GED108: Art Appreciation
Insight Paper on the Article
“Why Arts Should Matter” by Dr. Jose Dalisay, Jr.
Instructor: Louie G. Giray
Written by John Reign V. David
Class of GED108 – B1
Bachelor of Science in Mechanical Engineering 1st Year
S.Y. 2024 – 2025
3rd Trimester
The Price of Color Over Concrete
If the human mind were a house, science and logic would build its walls, but
the arts would decide where the windows face. Reading Dr. Dalisay’s article made
me realize that for so long, we have been building homes with no light. We often
assume the arts are decorations, extra, unnecessary, maybe even impractical. But Dr.
Dalisay's insights challenge that thinking. The arts are not accessories; they are
architects of perspective. His article doesn’t just defend the arts, it puts them back
where they belong, at the center of how a society understands, governs, and even
feeds itself.
Before reading the article, I already believed that the arts were emotionally
important, good for the heart, good for expression, good for the soul.
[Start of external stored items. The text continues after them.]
//! Billing report to grid conversion
//!
//! Produces the fixed spreadsheet layout the export feature downloads: a
//! header row, one row per product, and a totals row. Totals cells carry the
//! computed sum as their value and a textual `SUM(range)` formula for the
//! downstream spreadsheet-file writer; those range formulas are a convention
//! of that writer, not something the cell evaluator resolves.

use crate::grid::cell::{CellPatch, Grid, GridCell, StylePatch};
use crate::models::{OverallTotals, ProductTotal};

/// Column headers, in sheet order (columns A through F)
pub const EXPORT_HEADERS: [&str; 6] = [
    "Product",
    "Quantity",
    "Sales",
    "Paid with QR",
    "Unpaid to Paid",
    "Unpaid to Paid QR",
];

/// Build the export grid for a billing report.
pub fn billing_grid(product_totals: &[ProductTotal], overall: &OverallTotals) -> Grid {
    let mut grid = Grid::new();

    for (i, header) in EXPORT_HEADERS.iter().enumerate() {
        let id = crate::grid::format_cell_id(i as u32 + 1, 1);
        grid.set(
            &id,
            CellPatch {
                value: Some(header.to_string()),
                style: Some(StylePatch {
                    bold: Some(true),
                    ..Default::default()
                }),
            },
        );
    }

    for (i, total) in product_totals.iter().enumerate() {
        let row = i as u32 + 2;
        let values = [
            total.name.clone(),
            total.quantity.to_string(),
            total.amount.to_string(),
            total.paid_with_qr.to_string(),
            total.reclassified_to_paid.to_string(),
            total.unpaid_to_paid_qr.to_string(),
        ];
        for (col, value) in values.into_iter().enumerate() {
            let id = crate::grid::format_cell_id(col as u32 + 1, row);
            grid.set(
                &id,
                CellPatch {
                    value: Some(value),
                    style: None,
                },
            );
        }
    }

    let totals_row = product_totals.len() as u32 + 2;
    let last_data_row = totals_row - 1;
    grid.set(
        &crate::grid::format_cell_id(1, totals_row),
        CellPatch {
            value: Some("Total".to_string()),
            style: Some(StylePatch {
                bold: Some(true),
                ..Default::default()
            }),
        },
    );

    let totals = [
        overall.quantity.to_string(),
        overall.sales.to_string(),
        overall.paid_with_qr.to_string(),
        overall.reclassified_to_paid.to_string(),
        overall.unpaid_to_paid_qr.to_string(),
    ];
    for (i, value) in totals.into_iter().enumerate() {
        let col = i as u32 + 2;
        let totals_id = crate::grid::format_cell_id(col, totals_row);
        // "SUM(B2:B6)" style range over the data rows of this column. With
        // no products there are no data rows and the range would point at
        // the totals cell itself, so no formula is attached.
        let range_formula = (last_data_row >= 2).then(|| {
            let range_start = crate::grid::format_cell_id(col, 2);
            let range_end = crate::grid::format_cell_id(col, last_data_row);
            format!("SUM({range_start}:{range_end})")
        });
        grid.store(
            &totals_id,
            GridCell {
                value,
                style: crate::grid::CellStyle {
                    bold: true,
                    ..Default::default()
                },
                formula: range_formula,
            },
        );
    }

    grid
}

#[cfg(test)]
mod tests {
    use super::*;
    use rust_decimal::Decimal;
    use uuid::Uuid;

    fn totals() -> (Vec<ProductTotal>, OverallTotals) {
        let rows = vec![
            ProductTotal {
                id: Uuid::new_v4(),
                name: "Chicken".to_string(),
                quantity: 7,
                amount: Decimal::from(70),
                reclassified_to_paid: Decimal::from(50),
                paid_with_qr: Decimal::from(30),
                unpaid_to_paid_qr: Decimal::from(20),
            },
            ProductTotal {
                id: Uuid::new_v4(),
                name: "Rice".to_string(),
                quantity: 2,
                amount: Decimal::from(160),
                reclassified_to_paid: Decimal::ZERO,
                paid_with_qr: Decimal::ZERO,
                unpaid_to_paid_qr: Decimal::ZERO,
            },
        ];
        let overall = crate::billing::aggregate_overall_totals(&rows);
        (rows, overall)
    }

    #[test]
    fn test_header_row() {
        let (rows, overall) = totals();
        let grid = billing_grid(&rows, &overall);
        assert_eq!(grid.value("A1"), "Product");
        assert_eq!(grid.value("F1"), "Unpaid to Paid QR");
        assert!(grid.get("A1").style.bold);
    }

    #[test]
    fn test_product_rows_follow_input_order() {
        let (rows, overall) = totals();
        let grid = billing_grid(&rows, &overall);
        assert_eq!(grid.value("A2"), "Chicken");
        assert_eq!(grid.value("B2"), "7");
        assert_eq!(grid.value("C2"), "70");
        assert_eq!(grid.value("A3"), "Rice");
        assert_eq!(grid.value("C3"), "160");
    }

    #[test]
    fn test_totals_row_carries_sum_formulas() {
        let (rows, overall) = totals();
        let grid = billing_grid(&rows, &overall);
        assert_eq!(grid.value("A4"), "Total");
        assert_eq!(grid.value("B4"), "9");
        assert_eq!(grid.value("C4"), "230");
        assert_eq!(grid.get("B4").formula.as_deref(), Some("SUM(B2:B3)"));
        assert_eq!(grid.get("F4").formula.as_deref(), Some("SUM(F2:F3)"));
    }

    #[test]
    fn test_empty_report_still_has_header_and_totals() {
        let grid = billing_grid(&[], &OverallTotals::default());
        assert_eq!(grid.value("A1"), "Product");
        assert_eq!(grid.value("A2"), "Total");
        assert_eq!(grid.value("B2"), "0");
    }

    #[test]
    fn test_empty_report_totals_carry_no_range_formula() {
        // Without data rows a SUM range would be inverted and point back at
        // the totals cell itself
        let grid = billing_grid(&[], &OverallTotals::default());
        for id in ["B2", "C2", "D2", "E2", "F2"] {
            assert!(grid.get(id).formula.is_none(), "{id} should have no formula");
        }
    }
}
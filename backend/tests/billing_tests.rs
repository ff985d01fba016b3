//! Billing aggregation tests
//!
//! Tests for the report figures including:
//! - Per-product rollups and overall totals
//! - Financial summary arithmetic
//! - QR payment split consistency

use chrono::{TimeZone, Utc};
use proptest::prelude::*;
use rust_decimal::Decimal;
use std::str::FromStr;
use uuid::Uuid;

use shared::billing::{
    aggregate_overall_totals, aggregate_product_totals, compute_cash_in_bank,
    compute_financial_summary, sum_expenses,
};
use shared::models::{Expense, Order, Product};
use shared::types::PaymentMethod;

// Helper to create Decimal from string
fn dec(s: &str) -> Decimal {
    Decimal::from_str(s).unwrap()
}

fn product(name: &str, price: &str) -> Product {
    Product {
        id: Uuid::new_v4(),
        name: name.to_string(),
        price: dec(price),
        stock: 100,
        created_at: Utc::now(),
    }
}

fn order(product_id: Uuid, quantity: i32, total: &str) -> Order {
    Order {
        id: Uuid::new_v4(),
        customer_name: "Anonymous".to_string(),
        product_id,
        quantity,
        total: dec(total),
        date: Utc.with_ymd_and_hms(2024, 6, 15, 12, 0, 0).unwrap(),
        is_paid: true,
        was_unpaid: false,
        paid_with_qr: false,
    }
}

fn expense(amount: &str, method: PaymentMethod) -> Expense {
    Expense {
        id: Uuid::new_v4(),
        category: "Supplies".to_string(),
        amount: dec(amount),
        description: String::new(),
        date: Utc::now(),
        payment_method: method,
    }
}

// ============================================================================
// Unit Tests
// ============================================================================

#[cfg(test)]
mod unit_tests {
    use super::*;

    /// Rollup covers paid and unpaid orders, collected covers only paid
    #[test]
    fn test_rollup_counts_paid_and_unpaid() {
        let p = product("Chicken", "10");
        let mut unpaid = order(p.id, 2, "20");
        unpaid.is_paid = false;
        let orders = vec![order(p.id, 5, "50"), unpaid];

        let totals = aggregate_product_totals(&[p], &orders, |_| true);
        assert_eq!(totals[0].quantity, 7);
        assert_eq!(totals[0].amount, dec("70"));
        assert_eq!(totals[0].reclassified_to_paid, dec("50"));
    }

    /// Marking an unpaid order paid moves its total into the collected figure
    #[test]
    fn test_reclassification_moves_total_into_collected() {
        let p = product("Chicken", "10");
        let mut o = order(p.id, 2, "20");
        o.is_paid = false;
        o.was_unpaid = true;

        let before = aggregate_product_totals(std::slice::from_ref(&p), &[o.clone()], |_| true);
        assert_eq!(before[0].reclassified_to_paid, Decimal::ZERO);

        o.mark_paid(false);
        let after = aggregate_product_totals(&[p], &[o], |_| true);
        assert_eq!(after[0].reclassified_to_paid, dec("20"));
        assert_eq!(after[0].amount, before[0].amount);
    }

    /// QR collected at creation and QR collected later land in separate buckets
    #[test]
    fn test_qr_buckets_are_disjoint() {
        let p = product("Eggs", "15");
        let mut fresh = order(p.id, 1, "15");
        fresh.paid_with_qr = true;
        let mut late = order(p.id, 1, "15");
        late.paid_with_qr = true;
        late.was_unpaid = true;

        let totals = aggregate_product_totals(&[p], &[fresh, late], |_| true);
        assert_eq!(totals[0].paid_with_qr, dec("15"));
        assert_eq!(totals[0].unpaid_to_paid_qr, dec("15"));

        let overall = aggregate_overall_totals(&totals);
        assert_eq!(overall.digital_payments(), dec("30"));
    }

    /// Counter cash includes the opening balance, profit does not
    #[test]
    fn test_financial_summary_split() {
        let (cash_in_counter, net_profit) =
            compute_financial_summary(dec("1000"), dec("300"), dec("200"));
        assert_eq!(cash_in_counter, dec("900"));
        assert_eq!(net_profit, dec("700"));
    }

    /// Bank cash only sees online expenses
    #[test]
    fn test_cash_in_bank_ignores_cash_expenses() {
        let expenses = vec![
            expense("100", PaymentMethod::Cash),
            expense("60", PaymentMethod::Online),
        ];
        let online = sum_expenses(&expenses, |_| true, Some(PaymentMethod::Online));
        assert_eq!(compute_cash_in_bank(dec("500"), online), dec("440"));
    }

    /// A window with no activity produces all-zero figures
    #[test]
    fn test_empty_window() {
        let p = product("Rice", "80");
        let totals = aggregate_product_totals(&[p], &[order(Uuid::new_v4(), 1, "80")], |_| false);
        assert_eq!(totals[0].quantity, 0);
        assert_eq!(totals[0].amount, Decimal::ZERO);

        let overall = aggregate_overall_totals(&totals);
        let (cash, profit) = compute_financial_summary(overall.sales, Decimal::ZERO, Decimal::ZERO);
        assert_eq!(cash, Decimal::ZERO);
        assert_eq!(profit, Decimal::ZERO);
    }

    /// Expenses above sales push both counter cash and profit negative
    #[test]
    fn test_loss_making_window() {
        let (cash, profit) = compute_financial_summary(dec("100"), dec("250"), dec("50"));
        assert_eq!(cash, dec("-100"));
        assert_eq!(profit, dec("-150"));
    }
}

// ============================================================================
// Property Tests
// ============================================================================

#[cfg(test)]
mod property_tests {
    use super::*;

    fn arb_amount() -> impl Strategy<Value = Decimal> {
        (0i64..100_000).prop_map(Decimal::from)
    }

    proptest! {
        /// Overall totals equal the sum of the per-product rollups
        #[test]
        fn prop_overall_is_sum_of_products(
            quantities in prop::collection::vec((1i32..50, 1i64..1000), 1..20)
        ) {
            let products: Vec<Product> = quantities
                .iter()
                .enumerate()
                .map(|(i, _)| product(&format!("P{i}"), "10"))
                .collect();
            let orders: Vec<Order> = products
                .iter()
                .zip(&quantities)
                .map(|(p, (q, t))| order(p.id, *q, &t.to_string()))
                .collect();

            let totals = aggregate_product_totals(&products, &orders, |_| true);
            let overall = aggregate_overall_totals(&totals);

            let quantity: i64 = totals.iter().map(|t| t.quantity).sum();
            let sales: Decimal = totals.iter().map(|t| t.amount).sum();
            prop_assert_eq!(overall.quantity, quantity);
            prop_assert_eq!(overall.sales, sales);
        }

        /// Collected value never exceeds gross sales
        #[test]
        fn prop_collected_bounded_by_sales(
            paid_flags in prop::collection::vec(any::<bool>(), 1..20)
        ) {
            let p = product("Chicken", "10");
            let orders: Vec<Order> = paid_flags
                .iter()
                .map(|&is_paid| {
                    let mut o = order(p.id, 1, "10");
                    o.is_paid = is_paid;
                    o
                })
                .collect();

            let totals = aggregate_product_totals(&[p], &orders, |_| true);
            prop_assert!(totals[0].reclassified_to_paid <= totals[0].amount);
        }

        /// QR buckets never overlap: their sum is the digital total
        #[test]
        fn prop_qr_buckets_partition_digital(
            flags in prop::collection::vec((any::<bool>(), any::<bool>()), 1..20)
        ) {
            let p = product("Eggs", "15");
            let orders: Vec<Order> = flags
                .iter()
                .map(|&(qr, was_unpaid)| {
                    let mut o = order(p.id, 1, "15");
                    o.paid_with_qr = qr;
                    o.was_unpaid = was_unpaid;
                    o
                })
                .collect();

            let totals = aggregate_product_totals(&[p], &orders, |_| true);
            let overall = aggregate_overall_totals(&totals);
            prop_assert_eq!(
                overall.digital_payments(),
                overall.paid_with_qr + overall.unpaid_to_paid_qr
            );
            prop_assert!(overall.digital_payments() <= overall.reclassified_to_paid);
        }

        /// cash_in_counter - opening_balance always equals net_profit
        #[test]
        fn prop_counter_cash_profit_identity(
            sales in arb_amount(),
            expenses in arb_amount(),
            opening in arb_amount()
        ) {
            let (cash, profit) = compute_financial_summary(sales, expenses, opening);
            prop_assert_eq!(cash - opening, profit);
        }
    }
}
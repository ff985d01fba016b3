//! Formula evaluation
//!
//! A deliberately small expression language: `+ - * /`, parentheses, unary
//! minus, decimal literals and cell references (uppercase letters followed
//! by digits, e.g. `B12`). References resolve to the referenced cell's value
//! parsed as a number; absent cells and non-numeric values substitute 0.
//! Input that does not start with `=` is returned verbatim as text.
//!
//! This replaces the runtime code execution the feature historically relied
//! on: nothing here ever evaluates host-language code.

use serde::Serialize;
use thiserror::Error;

use super::cell::{Grid, GridCell};

/// Literal shown in a cell whose formula failed to evaluate
pub const ERROR_VALUE: &str = "ERROR";

/// Recoverable formula failure; the grid is never modified when one occurs
#[derive(Debug, Clone, Error, PartialEq)]
pub enum FormulaError {
    #[error("formula is empty")]
    Empty,
    #[error("unexpected character '{0}' in formula")]
    UnexpectedChar(char),
    #[error("unexpected '{0}' in formula")]
    UnexpectedToken(String),
    #[error("formula ends unexpectedly")]
    UnexpectedEnd,
    #[error("division by zero")]
    DivisionByZero,
}

/// Outcome of evaluating operator input for a cell
#[derive(Debug, Clone, Serialize, PartialEq)]
#[serde(untagged)]
pub enum CellValue {
    Number(f64),
    Text(String),
}

impl CellValue {
    /// Display form, as stored into the grid
    pub fn display(&self) -> String {
        match self {
            CellValue::Number(n) => format_number(*n),
            CellValue::Text(s) => s.clone(),
        }
    }
}

/// Integers render without a trailing fraction; everything else uses the
/// shortest f64 form.
fn format_number(n: f64) -> String {
    if n.fract() == 0.0 && n.abs() < 1e15 {
        format!("{}", n as i64)
    } else {
        format!("{}", n)
    }
}

/// Evaluate operator input against the grid.
///
/// Non-`=` input passes through verbatim as [`CellValue::Text`]; anything
/// starting with `=` is parsed and evaluated, with every failure surfaced as
/// a [`FormulaError`] rather than a panic.
pub fn evaluate_formula(input: &str, grid: &Grid) -> Result<CellValue, FormulaError> {
    let Some(expression) = input.strip_prefix('=') else {
        return Ok(CellValue::Text(input.to_string()));
    };

    let tokens = tokenize(expression)?;
    let mut parser = Parser {
        tokens: &tokens,
        pos: 0,
        grid,
    };
    let value = parser.expression()?;
    if parser.pos != tokens.len() {
        return Err(FormulaError::UnexpectedToken(parser.describe_current()));
    }
    Ok(CellValue::Number(value))
}

/// Like [`evaluate_formula`], but renders any failure as the literal
/// `"ERROR"` the way the grid UI displays it.
pub fn evaluate_or_error(input: &str, grid: &Grid) -> String {
    match evaluate_formula(input, grid) {
        Ok(value) => value.display(),
        Err(_) => ERROR_VALUE.to_string(),
    }
}

impl Grid {
    /// Apply operator input to a cell: evaluate, then store the display
    /// value (keeping the formula text when the input was one). On error the
    /// cell is left untouched and the caller decides how to surface it.
    pub fn enter(&mut self, id: &str, input: &str) -> Result<CellValue, FormulaError> {
        let value = evaluate_formula(input, self)?;
        let formula = input.starts_with('=').then(|| input.to_string());
        let style = self.get(id).style;
        self.store(
            id,
            GridCell {
                value: value.display(),
                style,
                formula,
            },
        );
        Ok(value)
    }
}

#[derive(Debug, Clone, PartialEq)]
enum Token {
    Number(f64),
    Reference(String),
    Plus,
    Minus,
    Star,
    Slash,
    LParen,
    RParen,
}

fn tokenize(expression: &str) -> Result<Vec<Token>, FormulaError> {
    let mut tokens = Vec::new();
    let mut chars = expression.chars().peekable();

    while let Some(&c) = chars.peek() {
        match c {
            ' ' | '\t' => {
                chars.next();
            }
            '+' => {
                chars.next();
                tokens.push(Token::Plus);
            }
            '-' => {
                chars.next();
                tokens.push(Token::Minus);
            }
            '*' => {
                chars.next();
                tokens.push(Token::Star);
            }
            '/' => {
                chars.next();
                tokens.push(Token::Slash);
            }
            '(' => {
                chars.next();
                tokens.push(Token::LParen);
            }
            ')' => {
                chars.next();
                tokens.push(Token::RParen);
            }
            '0'..='9' | '.' => {
                let mut literal = String::new();
                while let Some(&d) = chars.peek() {
                    if d.is_ascii_digit() || d == '.' {
                        literal.push(d);
                        chars.next();
                    } else {
                        break;
                    }
                }
                let value: f64 = literal
                    .parse()
                    .map_err(|_| FormulaError::UnexpectedToken(literal.clone()))?;
                tokens.push(Token::Number(value));
            }
            'A'..='Z' => {
                let mut reference = String::new();
                while let Some(&l) = chars.peek() {
                    if l.is_ascii_uppercase() {
                        reference.push(l);
                        chars.next();
                    } else {
                        break;
                    }
                }
                let mut has_digits = false;
                while let Some(&d) = chars.peek() {
                    if d.is_ascii_digit() {
                        reference.push(d);
                        chars.next();
                        has_digits = true;
                    } else {
                        break;
                    }
                }
                if !has_digits {
                    // Bare names (SUM, sleep, ...) are not part of this
                    // language; range functions belong to the export writer.
                    return Err(FormulaError::UnexpectedToken(reference));
                }
                tokens.push(Token::Reference(reference));
            }
            other => return Err(FormulaError::UnexpectedChar(other)),
        }
    }

    if tokens.is_empty() {
        return Err(FormulaError::Empty);
    }
    Ok(tokens)
}

struct Parser<'a> {
    tokens: &'a [Token],
    pos: usize,
    grid: &'a Grid,
}

impl<'a> Parser<'a> {
    fn expression(&mut self) -> Result<f64, FormulaError> {
        let mut value = self.term()?;
        loop {
            match self.tokens.get(self.pos) {
                Some(Token::Plus) => {
                    self.pos += 1;
                    value += self.term()?;
                }
                Some(Token::Minus) => {
                    self.pos += 1;
                    value -= self.term()?;
                }
                _ => return Ok(value),
            }
        }
    }

    fn term(&mut self) -> Result<f64, FormulaError> {
        let mut value = self.factor()?;
        loop {
            match self.tokens.get(self.pos) {
                Some(Token::Star) => {
                    self.pos += 1;
                    value *= self.factor()?;
                }
                Some(Token::Slash) => {
                    self.pos += 1;
                    let divisor = self.factor()?;
                    if divisor == 0.0 {
                        return Err(FormulaError::DivisionByZero);
                    }
                    value /= divisor;
                }
                _ => return Ok(value),
            }
        }
    }

    fn factor(&mut self) -> Result<f64, FormulaError> {
        match self.tokens.get(self.pos) {
            Some(Token::Number(n)) => {
                self.pos += 1;
                Ok(*n)
            }
            Some(Token::Reference(id)) => {
                self.pos += 1;
                Ok(self.resolve(id))
            }
            Some(Token::Minus) => {
                self.pos += 1;
                Ok(-self.factor()?)
            }
            Some(Token::Plus) => {
                self.pos += 1;
                self.factor()
            }
            Some(Token::LParen) => {
                self.pos += 1;
                let value = self.expression()?;
                match self.tokens.get(self.pos) {
                    Some(Token::RParen) => {
                        self.pos += 1;
                        Ok(value)
                    }
                    _ => Err(FormulaError::UnexpectedEnd),
                }
            }
            Some(_) => Err(FormulaError::UnexpectedToken(self.describe_current())),
            None => Err(FormulaError::UnexpectedEnd),
        }
    }

    /// Referenced cell's value as a number; 0 for absent or non-numeric
    fn resolve(&self, id: &str) -> f64 {
        self.grid.value(id).trim().parse().unwrap_or(0.0)
    }

    fn describe_current(&self) -> String {
        match self.tokens.get(self.pos) {
            Some(Token::Number(n)) => format_number(*n),
            Some(Token::Reference(id)) => id.clone(),
            Some(Token::Plus) => "+".to_string(),
            Some(Token::Minus) => "-".to_string(),
            Some(Token::Star) => "*".to_string(),
            Some(Token::Slash) => "/".to_string(),
            Some(Token::LParen) => "(".to_string(),
            Some(Token::RParen) => ")".to_string(),
            None => "end of formula".to_string(),
        }
    }
}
But I didn’t
fully realize that the arts are also “good for the body”, as Dr. Dalisay puts it, good
for the economy, for nation-building, and for making sense of who we are as a
people. His example of how creative industries contributed billions to the Philippine
economy made me rethink how we view artists. They're not just dreamers; they’re
contributors to progress, just like engineers and scientists. Maybe even more so,
because they give meaning to what we build and measure.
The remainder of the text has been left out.